1 Part 1 :The battle against the elements
How the most treacherous span of one of the world’s most famous highways was first constructed — and how the engineering marvel is maintained today.
Last winter, a stretch of Highway 1 in Big Sur turned into a scene out of a Road Runner cartoon. For 150 feet near Rat Creek, the world-famous road simply disappeared into thin air, victim of a landslide caused by days of heavy rain on the burn scar of the 2020 Dolan Fire.
“It defied the imagination,” says Kevin Drabinski, public relations officer for the Caltrans district that includes Big Sur. “It was a far enough gap that I thought in my mind, how are they ever going to repair this?”
Repair it Caltrans did, over the course of 86 frantic days. The washed-out road may have been mind-blowing, but it wasn’t exactly unexpected.
“In geological spans of time, the conditions have been consistent on the Big Sur coast,” Drabinski says. “That is, geologically active, and the steep hills lend themselves to mudslides or rock slides. That’s built into the nature of the location.”
The dramatic meetings of land and water that make the central California coast so famous also made Highway 1 an epic struggle to construct — and make it a bear to keep open on a daily basis.
The original impetus for a highway along this rugged swath of coast, roughly between Carmel and San Simeon, came from a doctor named John L.D. Roberts. In the 1890s, the 30-something-year-old Roberts would ride south on horseback from his home in Carmel along precipitous trails to attend to residents in the Big Sur area. It was such a dangerous and inefficient means of travel that he took it upon himself to begin photographing and surveying the area for a future road.
Roberts’ early efforts helped form the basis of a 1917 appropriation from the state legislature that set in motion a construction process as winding as the highway itself.
Earth-moving on the Carmel–San Simeon leg began in 1921 and was immediately challenged by the elements, as Carina Monica Montoya describes in Pacific Coast Highway in California (Images of America). Equipment regularly fell off cliffs and into the ocean. Dynamite, then a popular excavation method, destabilized many cliffs even more than Mother Nature had already done. By 1924, construction was halted due to labor shortages in the remote area, only to resume in 1928 with the introduction of convict labor.
It wasn’t until 1937 that the Carmel– San Simeon Highway was formally dedicated by Governor Frank Merriam at a ceremony near Pfeiffer Big Sur State Park. By that point, 29 of 32 planned bridges had been completed along the route, all designed by California State Bridge Engineer Frederick Panhorst. Those bridges, most notably the scenic Bixby Creek Bridge, have since become world-famous tourist attractions.

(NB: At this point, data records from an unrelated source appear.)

use std::path::Path;

use crate::deadline::Deadline;
use crate::feedback::Feedback;
use crate::node::FileNode;

/// Errors that abort a tree walk as a whole.
#[derive(Debug, thiserror::Error)]
pub enum TreeError {
    #[error("deadline exceeded while walking the tree")]
    DeadlineExceeded,
}

/// Result of a walk: the tree (if the root could be statted) plus one
/// warning per dropped entry and one error per directory that could not be listed.
#[derive(Debug, Clone, Default)]
pub struct TreeReport {
    pub root: Option<FileNode>,
    pub feedback: Vec<Feedback>,
}

/// Recursively mirrors a directory on disk as a [`FileNode`] tree.
///
/// Entries that cannot be statted are left out of their parent rather than
/// failing the walk; each one is reported as a warning in [`TreeReport`].
#[derive(Debug, Clone)]
pub struct TreeBuilder {
    sorted: bool,
    deadline: Option<Deadline>,
}

impl Default for TreeBuilder {
    fn default() -> Self {
        Self {
            sorted: true,
            deadline: None,
        }
    }
}

impl TreeBuilder {
    pub fn new() -> Self {
        Self::default()
    }

    /// Sort children by name. When off, children keep directory listing order.
    pub fn sorted(mut self, sorted: bool) -> Self {
        self.sorted = sorted;
        self
    }

    /// Abort the walk once `deadline` passes. Checked before each directory read.
    pub fn deadline(mut self, deadline: Deadline) -> Self {
        self.deadline = Some(deadline);
        self
    }

    pub fn build(&self, path: &Path) -> Result<TreeReport, TreeError> {
        let mut feedback = Vec::new();
        let root = self.build_node(path, &mut feedback)?;
        Ok(TreeReport { root, feedback })
    }

    fn build_node(
        &self,
        path: &Path,
        feedback: &mut Vec<Feedback>,
    ) -> Result<Option<FileNode>, TreeError> {
        let metadata = match std::fs::metadata(path) {
            Ok(m) => m,
            Err(e) => {
                feedback.push(Feedback::skipped(path, e));
                return Ok(None);
            }
        };

        let name = path
            .file_name()
            .map(|n| n.to_string_lossy().into_owned())
            .unwrap_or_else(|| path.display().to_string());

        if !metadata.is_dir() {
            return Ok(Some(FileNode::file(name)));
        }

        if let Some(deadline) = &self.deadline {
            deadline.check().map_err(|_| TreeError::DeadlineExceeded)?;
        }

        let mut children = Vec::new();
        match std::fs::read_dir(path) {
            Ok(entries) => {
                for entry in entries {
                    let entry = match entry {
                        Ok(entry) => entry,
                        Err(e) => {
                            feedback.push(Feedback::skipped(path, e));
                            continue;
                        }
                    };
                    if let Some(child) = self.build_node(&entry.path(), feedback)? {
                        children.push(child);
                    }
                }
            }
            // Unlistable directories are kept, just without children.
            Err(e) => feedback.push(Feedback::error(format!(
                "could not list {}: {e}",
                path.display()
            ))),
        }

        if self.sorted {
            children.sort_by(|a, b| a.name.cmp(&b.name));
        }

        Ok(Some(FileNode::dir(name, children)))
    }
}

/// Build a tree rooted at `path` in directory listing order.
/// Returns `None` if `path` itself cannot be statted.
pub fn build_tree(path: &Path) -> Option<FileNode> {
    TreeBuilder::new()
        .sorted(false)
        .build(path)
        .ok()
        .and_then(|report| report.root)
}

With locals, tourists and state officials leery of modifying these century-old structures, Caltrans engineers have turned to a high-tech solution known as electrochemical chloride extraction (ECE) to keep them in good shape. Through this process, engineers are able to reverse the decay of these reinforced concrete bridges. “We run electricity through the bridge, and it extracts the elements that participate in the corrosion of the rebar,” Drabinski explains.
The ECE process takes place over the course of several months, without closing the bridge to traffic, by wrapping electrically charged anodes around key parts of the structure. The Malpaso Creek Bridge recently got the treatment over the course of 305 days, at a cost of about $1 million to taxpayers. It’s one of two bridges in Big Sur to have undergone ECE in recent years, with two more coming soon, Drabinski says. “If you can maintain that historic bridge structure instead of replacing it, then that’s going to be your best alternative.”
Finding ways to keep the existing infrastructure up and running is especially important in Big Sur, where there are no alternate routes. The Devil’s Slide viaduct and tunnels in San Mateo County — the biggest infrastructure project in recent memory along the entirety of Highway 1 — benefited considerably from the inland connection to Half Moon Bay provided by Highway 92. During the 86-day Rat Creek closure in Big Sur, destinations on either side, like Pfeiffer Big Sur State Park to the north and Hearst Castle to the south, required approximately two-and-a-half hours of additional travel, Drabinski says.
Countless other small-scale, low-tech interventions help keep the highway operational.
Using cameras and motion-sensing ground monitors, Caltrans can identify trouble spots before a major rock slide occurs. Then, Caltrans sends out teams for “rock scaling,” rappelling down a cliff face and shaking off loose rock while the roadway is closed. Think of it as a controlled burn for landslides. “You’re causing the rocks to fall on your schedule and time in a safe manner,” Drabinski says.
More routine maintenance includes cleaning out the hundreds of culverts that divert water beneath the road when it traverses a canyon. Naturally, many of these century-old drainage channels are no longer up to snuff. The failure of the Rat Creek culvert was a major factor in the extended 2021 closure. While the highway was shut down, the culvert was replaced by one double in size.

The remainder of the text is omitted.